Lacan différencie le regard de la vision. C’est ce qu’il appelle la schize de l’œil et du regard. Le regard ne se réduit pas au simple fait de la vision. « Dans notre rapport aux choses, tel qu’il est constitué par la voie de la vision, et ordonné dans les figures de la représentation, quelque chose glisse, passe, se transmet, d’étage en étage, pour y être toujours à quelque degré éludé – c’est ça qui s’appelle le regard [2] », dit-il. Le regard échappe à la vision qui s’imagine consciente. Lacan dit même que le regard est l’envers de la conscience. Le regard est insaisissable, il est, plus que tout autre objet, méconnu. « D’une façon générale, le rapport du regard à ce qu’on veut voir est un rapport de leurre. Le sujet se présente comme autre qu’il n’est, et ce qu’on lui donne à voir n’est pas ce qu’il veut voir. C’est par là que l’œil peut fonctionner comme objet a, c’est-à-dire au niveau du manque (-φ) [3] ». La vision, comme il le formule, « s’ordonne sous un mode qu’on peut appeler en général la fonction des images [4] ».

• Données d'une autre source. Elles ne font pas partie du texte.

//! Account requests and the approval workflow

use chrono::NaiveDateTime;
use std::sync::{Arc, Mutex, MutexGuard, RwLock};
use tracing::{debug, info};

use crate::ledger::{Account, IdGenerator, Ledger};
use crate::traits::AccountStore;
use crate::types::*;

/// Status plus the time it stopped being pending
#[derive(Debug)]
struct Resolution {
    status: RequestStatus,
    resolved_at: Option<NaiveDateTime>,
}

/// An ask, raised by an existing account holder, to open an account for
/// someone else
///
/// The target identifier is reserved when the request is submitted and is
/// used verbatim if the request is approved.
pub struct AccountRequest {
    target_id: String,
    requester_id: String,
    holder_name: String,
    phone: String,
    secret: String,
    submitted_at: NaiveDateTime,
    resolution: Mutex<Resolution>,
}

impl AccountRequest {
    pub fn target_id(&self) -> &str {
        &self.target_id
    }

    pub fn requester_id(&self) -> &str {
        &self.requester_id
    }

    pub fn holder_name(&self) -> &str {
        &self.holder_name
    }

    pub fn phone(&self) -> &str {
        &self.phone
    }

    pub fn submitted_at(&self) -> NaiveDateTime {
        self.submitted_at
    }

    pub fn status(&self) -> LedgerResult<RequestStatus> {
        Ok(self.resolution()?.status)
    }

    pub fn resolved_at(&self) -> LedgerResult<Option<NaiveDateTime>> {
        Ok(self.resolution()?.resolved_at)
    }

    pub fn is_pending(&self) -> LedgerResult<bool> {
        Ok(self.status()? == RequestStatus::Pending)
    }

    /// Lock the resolution, failing unless the request is still pending
    fn lock_pending(&self) -> LedgerResult<MutexGuard<'_, Resolution>> {
        let resolution = self.resolution()?;
        if resolution.status.is_terminal() {
            return Err(LedgerError::AlreadyResolved {
                id: self.target_id.clone(),
                status: resolution.status,
            });
        }
        Ok(resolution)
    }

    fn resolution(&self) -> LedgerResult<MutexGuard<'_, Resolution>> {
        self.resolution.lock().map_err(|_| {
            LedgerError::Storage(format!("request {} lock poisoned", self.target_id))
        })
    }
}

impl std::fmt::Debug for AccountRequest {
    fn fmt(&self, f: &mut std::fmt::Formatter<'_>) -> std::fmt::Result {
        f.debug_struct("AccountRequest")
            .field("target_id", &self.target_id)
            .field("requester_id", &self.requester_id)
            .field("holder_name", &self.holder_name)
            .field("phone", &self.phone)
            .field("submitted_at", &self.submitted_at)
            .field("resolution", &self.resolution)
            .finish_non_exhaustive()
    }
}

/// Ordered store of account requests
///
/// Requests are never removed; resolved ones stay as an audit trail.
pub struct RequestQueue {
    ids: Arc<IdGenerator>,
    requests: RwLock<Vec<Arc<AccountRequest>>>,
}

impl RequestQueue {
    /// Create a queue that reserves identifiers from the identifier space of
    /// `ledger`
    pub fn for_ledger<S: AccountStore>(ledger: &Ledger<S>) -> Self {
        Self {
            ids: ledger.id_generator(),
            requests: RwLock::new(Vec::new()),
        }
    }

    /// Record a new pending request and reserve its target identifier
    ///
    /// The requester is taken as already verified by the caller.
    pub fn submit(
        &self,
        requester_id: &str,
        holder_name: &str,
        phone: &str,
        secret: &str,
    ) -> LedgerResult<Arc<AccountRequest>> {
        let mut requests = self.write()?;

        let request = Arc::new(AccountRequest {
            target_id: self.ids.next_id(),
            requester_id: requester_id.to_string(),
            holder_name: holder_name.to_string(),
            phone: phone.to_string(),
            secret: secret.to_string(),
            submitted_at: chrono::Utc::now().naive_utc(),
            resolution: Mutex::new(Resolution {
                status: RequestStatus::Pending,
                resolved_at: None,
            }),
        });
        requests.push(Arc::clone(&request));

        info!(
            target_id = %request.target_id,
            requester_id,
            "account request submitted"
        );
        Ok(request)
    }

    /// Pending requests in submission order
    pub fn list_pending(&self) -> LedgerResult<impl Iterator<Item = Arc<AccountRequest>>> {
        let mut pending = Vec::new();
        for request in self.read()?.iter() {
            if request.is_pending()? {
                pending.push(Arc::clone(request));
            }
        }
        Ok(pending.into_iter())
    }

    /// Every request ever submitted, in submission order
    pub fn list_all(&self) -> LedgerResult<impl Iterator<Item = Arc<AccountRequest>>> {
        Ok(self.read()?.clone().into_iter())
    }

    /// Requests raised by one account holder, in submission order
    pub fn requests_by(
        &self,
        requester_id: &str,
    ) -> LedgerResult<impl Iterator<Item = Arc<AccountRequest>>> {
        let matching: Vec<_> = self
            .read()?
            .iter()
            .filter(|r| r.requester_id == requester_id)
            .cloned()
            .collect();
        Ok(matching.into_iter())
    }

    /// Find a request by its reserved target identifier
    pub fn find(&self, target_id: &str) -> LedgerResult<Option<Arc<AccountRequest>>> {
        Ok(self
            .read()?
            .iter()
            .find(|r| r.target_id == target_id)
            .cloned())
    }

    /// Find a request by its reserved target identifier, returning an error if not found
    pub fn find_required(&self, target_id: &str) -> LedgerResult<Arc<AccountRequest>> {
        self.find(target_id)?
            .ok_or_else(|| LedgerError::RequestNotFound(target_id.to_string()))
    }

    /// Provision the requested account and mark the request approved
    ///
    /// The status stays locked while the ledger materializes the account, so
    /// a concurrent approve or deny cannot slip in between. If the ledger
    /// rejects the account (e.g. a bad phone) the request stays pending.
    pub fn approve<S: AccountStore>(
        &self,
        request: &AccountRequest,
        ledger: &Ledger<S>,
    ) -> LedgerResult<Arc<Account>> {
        let mut resolution = request.lock_pending()?;

        let account = match ledger.materialize(
            &request.target_id,
            &request.holder_name,
            &request.phone,
            &request.secret,
        ) {
            Ok(account) => account,
            Err(e) => {
                debug!(
                    target_id = %request.target_id,
                    "approval failed, request stays pending: {e}"
                );
                return Err(e);
            }
        };

        resolution.status = RequestStatus::Approved;
        resolution.resolved_at = Some(chrono::Utc::now().naive_utc());

        info!(target_id = %request.target_id, "account request approved");
        Ok(account)
    }

    /// Mark a pending request denied; the ledger is not touched
    pub fn deny(&self, request: &AccountRequest) -> LedgerResult<()> {
        let mut resolution = request.lock_pending()?;
        resolution.status = RequestStatus::Denied;
        resolution.resolved_at = Some(chrono::Utc::now().naive_utc());

        info!(target_id = %request.target_id, "account request denied");
        Ok(())
    }

    pub fn len(&self) -> LedgerResult<usize> {
        Ok(self.read()?.len())
    }

    pub fn is_empty(&self) -> LedgerResult<bool> {
        Ok(self.len()? == 0)
    }

    fn read(&self) -> LedgerResult<std::sync::RwLockReadGuard<'_, Vec<Arc<AccountRequest>>>> {
        self.requests
            .read()
            .map_err(|_| LedgerError::Storage("request queue lock poisoned".to_string()))
    }

    fn write(&self) -> LedgerResult<std::sync::RwLockWriteGuard<'_, Vec<Arc<AccountRequest>>>> {
        self.requests
            .write()
            .map_err(|_| LedgerError::Storage("request queue lock poisoned".to_string()))
    }
}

Le regard est ce qui fait que le sujet est regardé. J.-A. Miller conserve le terme de vision pour désigner une certaine réciprocité intersubjective et réserve le terme de regard pour qualifier cet objet qui surgit dans le champ de l’Autre [5]. Dans un texte de 1994, il affirme : « En effet, dans la mesure même où la relation spéculaire du “je me vois me voir” supporte les identifications imaginaires – et, au fond, le miroir est là pour matérialiser l’image –, elle dissimule la distinction à faire de la vision et du regard. De la vision comme fonction de l’organe de la vue, et du regard, son objet immanent, où s’inscrit le désir du sujet, et qui n’est pas organe – ni fonction d’aucune biologie [6] ».

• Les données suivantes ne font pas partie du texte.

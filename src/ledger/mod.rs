//! Ledger module containing accounts, the registry and the request workflow

pub mod account;
pub mod core;
pub mod ids;
pub mod request;
pub mod transaction;

pub use account::*;
pub use self::core::*;
pub use ids::*;
pub use request::*;
pub use transaction::Statement;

Le regard n’est pas la réponse perceptive du sujet au perçu. Il inclut le sujet en tant qu’être regardé. Ainsi, « le voyant n’est pas un pur sujet de la vision, sa définition ne s’épuise pas dans la propriété de voir, mais il est lui-même plongé, immergé dans le visible par son corps [7] », précise Miller. Nous sommes des êtres regardés dans le spectacle du monde, qui apparaît comme omnivoyeur [8]. Lacan place le regard en-dehors du champ scopique. Le sujet est regardé, c’est-à-dire : il est tableau. « Dans le champ scopique, tout s’articule entre deux termes qui jouent de façon antinomique – du côté des choses il y a le regard, c’est-à-dire les choses me regardent, et cependant je les vois [9] ».
Références
[1] Lacan J., Le Séminaire, livre XI, Les quatre concepts fondamentaux de la psychanalyse, texte établi par J.-A. Miller, Paris, Seuil, 1973, p. 83.
[2] Ibid., p. 70.
[3] Ibid., p. 96.
[4] Ibid., p. 81.
[5] Miller J.-A., « L’orientation lacanienne, Silet », enseignement prononcé dans le cadre du département de psychanalyse de l’université Paris 8, cours du 31 mai 1995, inédit.

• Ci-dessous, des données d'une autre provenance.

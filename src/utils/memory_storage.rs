//! In-memory account registry

use std::collections::BTreeMap;
use std::sync::{Arc, RwLock, RwLockReadGuard, RwLockWriteGuard};

use crate::ledger::Account;
use crate::traits::*;
use crate::types::*;

/// In-memory storage backed by a single synchronized map
///
/// A `BTreeMap` keeps listing order deterministic. Keys sort as strings, which
/// matches issue order only while identifiers fit the configured padding
/// width; wider identifiers sort lexically.
#[derive(Debug, Clone, Default)]
pub struct MemoryStorage {
    accounts: Arc<RwLock<BTreeMap<String, Arc<Account>>>>,
}

impl MemoryStorage {
    /// Create a new memory storage instance
    pub fn new() -> Self {
        Self::default()
    }

    /// Clear all data (useful for testing)
    pub fn clear(&self) -> LedgerResult<()> {
        self.write()?.clear();
        Ok(())
    }

    fn read(&self) -> LedgerResult<RwLockReadGuard<'_, BTreeMap<String, Arc<Account>>>> {
        self.accounts
            .read()
            .map_err(|_| LedgerError::Storage("account registry lock poisoned".to_string()))
    }

    fn write(&self) -> LedgerResult<RwLockWriteGuard<'_, BTreeMap<String, Arc<Account>>>> {
        self.accounts
            .write()
            .map_err(|_| LedgerError::Storage("account registry lock poisoned".to_string()))
    }
}

impl AccountStore for MemoryStorage {
    fn insert(&self, account: Arc<Account>) -> LedgerResult<()> {
        let mut accounts = self.write()?;
        if accounts.contains_key(account.id()) {
            return Err(LedgerError::IdentifierCollision(account.id().to_string()));
        }
        accounts.insert(account.id().to_string(), account);
        Ok(())
    }

    fn get(&self, account_id: &str) -> LedgerResult<Option<Arc<Account>>> {
        Ok(self.read()?.get(account_id).cloned())
    }

    fn contains(&self, account_id: &str) -> LedgerResult<bool> {
        Ok(self.read()?.contains_key(account_id))
    }

    fn remove(&self, account_id: &str) -> LedgerResult<bool> {
        Ok(self.write()?.remove(account_id).is_some())
    }

    fn list(&self) -> LedgerResult<Vec<Arc<Account>>> {
        Ok(self.read()?.values().cloned().collect())
    }

    fn len(&self) -> LedgerResult<usize> {
        Ok(self.read()?.len())
    }
}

[6] Miller J.-A., « Jacques Lacan et la voix », Quarto, n° 54, juin 1994, p. 48.
[7] Miller J.-A., « D'un regard, l'étrangeté », (1995), La cause du désir, no 102, 2019, p. 46.
[8] Cf. Lacan J., Le Séminaire, livre XI, Les quatre concepts fondamentaux de la psychanalyse (1964), op.cit., p. 71.
[9] Ibid., p. 100.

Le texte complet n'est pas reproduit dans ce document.